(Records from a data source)
--------------------------------------------------

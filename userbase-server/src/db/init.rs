//! Startup sequence for the database layer
//!
//! ```text
//! Unstarted -> ConfigLoaded -> Opened -> Pinged -> MigratedDown -> MigratedUp -> Ready
//! ```
//!
//! The sequence is linear. The first failing step aborts it and the error
//! is returned together with the last stage reached; whether that is fatal
//! is the caller's decision. [`Initializer::run`] consumes the initializer,
//! so one instance can only ever initialize once.
//!
//! Every run reverts *all* migrations before re-applying them. Against a
//! persistent database this wipes the `users` table on each boot. It gives
//! every run the same schema baseline and is kept on purpose, but it is
//! destructive and logged as such.

use std::fmt;
use std::future::Future;
use std::sync::Arc;
use std::time::Duration;

use thiserror::Error;

use super::sql::{Placeholder, StatementBuilder};
use super::{Connector, ConnectorStep, Database};
use crate::config::DatabaseConfig;
use crate::error::{DbError, DbResult};

/// Default deadline for each connector call
pub const DEFAULT_STEP_TIMEOUT: Duration = Duration::from_secs(30);

/// Default delay before the first ping retry
pub const DEFAULT_RETRY_BACKOFF: Duration = Duration::from_millis(500);

/// Stages of the startup state machine
#[derive(Debug, Clone, Copy, PartialEq, Eq, PartialOrd, Ord)]
pub enum InitStage {
    Unstarted,
    ConfigLoaded,
    Opened,
    Pinged,
    MigratedDown,
    MigratedUp,
    Ready,
}

impl fmt::Display for InitStage {
    fn fmt(&self, f: &mut fmt::Formatter<'_>) -> fmt::Result {
        f.write_str(match self {
            Self::Unstarted => "unstarted",
            Self::ConfigLoaded => "config_loaded",
            Self::Opened => "opened",
            Self::Pinged => "pinged",
            Self::MigratedDown => "migrated_down",
            Self::MigratedUp => "migrated_up",
            Self::Ready => "ready",
        })
    }
}

/// Deadlines and retry policy for the startup sequence
#[derive(Debug, Clone, Copy)]
pub struct InitOptions {
    /// Deadline applied to each of open, ping, migrate_down, migrate_up
    pub step_timeout: Duration,
    /// Total ping attempts; 1 means no retry
    pub ping_attempts: u32,
    /// Delay before the first retry, doubled after each failure
    pub retry_backoff: Duration,
}

impl Default for InitOptions {
    fn default() -> Self {
        Self {
            step_timeout: DEFAULT_STEP_TIMEOUT,
            ping_attempts: 1,
            retry_backoff: DEFAULT_RETRY_BACKOFF,
        }
    }
}

/// Startup failed; `stage` is the last stage successfully reached
#[derive(Debug, Error)]
#[error("database initialization failed at stage {stage}: {source}")]
pub struct InitError {
    pub stage: InitStage,
    pub source: DbError,
}

/// Live connection plus the shared statement builder
///
/// Built once at startup and injected into the HTTP state.
#[derive(Clone)]
pub struct DbContext {
    db: Arc<dyn Database>,
    sql: StatementBuilder,
}

impl DbContext {
    /// Wrap an open handle with a Postgres-style (`$n`) builder
    pub fn new(db: Arc<dyn Database>) -> Self {
        Self {
            db,
            sql: StatementBuilder::new(Placeholder::Dollar),
        }
    }

    pub fn db(&self) -> &dyn Database {
        self.db.as_ref()
    }

    pub fn sql(&self) -> &StatementBuilder {
        &self.sql
    }

    /// Release the underlying connection
    pub async fn close(&self) {
        self.db.close().await;
    }
}

impl fmt::Debug for DbContext {
    fn fmt(&self, f: &mut fmt::Formatter<'_>) -> fmt::Result {
        f.debug_struct("DbContext")
            .field("placeholder", &self.sql.placeholder())
            .finish_non_exhaustive()
    }
}

/// Run one connector call under a deadline
async fn bounded<T, F>(step: ConnectorStep, limit: Duration, fut: F) -> DbResult<T>
where
    F: Future<Output = DbResult<T>>,
{
    match tokio::time::timeout(limit, fut).await {
        Ok(result) => result,
        Err(_) => Err(DbError::Timeout {
            operation: step.as_str(),
            after: limit,
        }),
    }
}

/// Drives a [`Connector`] through the startup sequence
pub struct Initializer<C: Connector> {
    connector: C,
    options: InitOptions,
    stage: InitStage,
}

impl<C: Connector> Initializer<C> {
    pub fn new(connector: C) -> Self {
        Self {
            connector,
            options: InitOptions::default(),
            stage: InitStage::Unstarted,
        }
    }

    pub fn with_options(mut self, options: InitOptions) -> Self {
        self.options = options;
        self
    }

    /// Initialize using `DATABASE_URL` from the process environment
    pub async fn run(self) -> Result<DbContext, InitError> {
        self.run_with(DatabaseConfig::from_env).await
    }

    /// Initialize using configuration produced by `load`
    pub async fn run_with<L>(mut self, load: L) -> Result<DbContext, InitError>
    where
        L: FnOnce() -> DbResult<DatabaseConfig>,
    {
        let config = load().map_err(|e| self.fail(e))?;
        self.advance(InitStage::ConfigLoaded);

        let handle = bounded(
            ConnectorStep::Open,
            self.options.step_timeout,
            self.connector.open(config.database_url()),
        )
        .await
        .map_err(|e| self.fail(e))?;
        self.advance(InitStage::Opened);

        if let Err(err) = self.prepare(&handle).await {
            handle.close().await;
            return Err(self.fail(err));
        }

        self.advance(InitStage::Ready);
        Ok(DbContext::new(Arc::new(handle)))
    }

    async fn prepare(&mut self, handle: &C::Handle) -> DbResult<()> {
        let limit = self.options.step_timeout;

        self.ping_with_retry(handle).await?;
        self.advance(InitStage::Pinged);

        tracing::warn!(
            "reverting all migrations before re-applying them; existing data will be dropped"
        );
        bounded(
            ConnectorStep::MigrateDown,
            limit,
            self.connector.migrate_down(handle),
        )
        .await?;
        self.advance(InitStage::MigratedDown);

        bounded(
            ConnectorStep::MigrateUp,
            limit,
            self.connector.migrate_up(handle),
        )
        .await?;
        self.advance(InitStage::MigratedUp);

        Ok(())
    }

    async fn ping_with_retry(&self, handle: &C::Handle) -> DbResult<()> {
        let attempts = self.options.ping_attempts.max(1);
        let mut delay = self.options.retry_backoff;
        let mut attempt = 1;

        loop {
            let result = bounded(
                ConnectorStep::Ping,
                self.options.step_timeout,
                self.connector.ping(handle),
            )
            .await;

            match result {
                Ok(()) => return Ok(()),
                Err(err) if attempt < attempts => {
                    tracing::warn!(
                        attempt,
                        attempts,
                        error = %err,
                        "database ping failed, retrying in {:?}",
                        delay
                    );
                    tokio::time::sleep(delay).await;
                    delay = delay.saturating_mul(2);
                    attempt += 1;
                }
                Err(err) => return Err(err),
            }
        }
    }

    fn advance(&mut self, stage: InitStage) {
        tracing::info!(from = %self.stage, to = %stage, "database init");
        self.stage = stage;
    }

    fn fail(&self, source: DbError) -> InitError {
        tracing::error!(stage = %self.stage, error = %source, "database init aborted");
        InitError {
            stage: self.stage,
            source,
        }
    }
}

--------------------------------------------------

Task directions: Where in the records above does the word "applying" appear? Copy each line that holds it.

Problem solution:
//! Every run reverts *all* migrations before re-applying them. Against a
            "reverting all migrations before re-applying them; existing data will be dropped"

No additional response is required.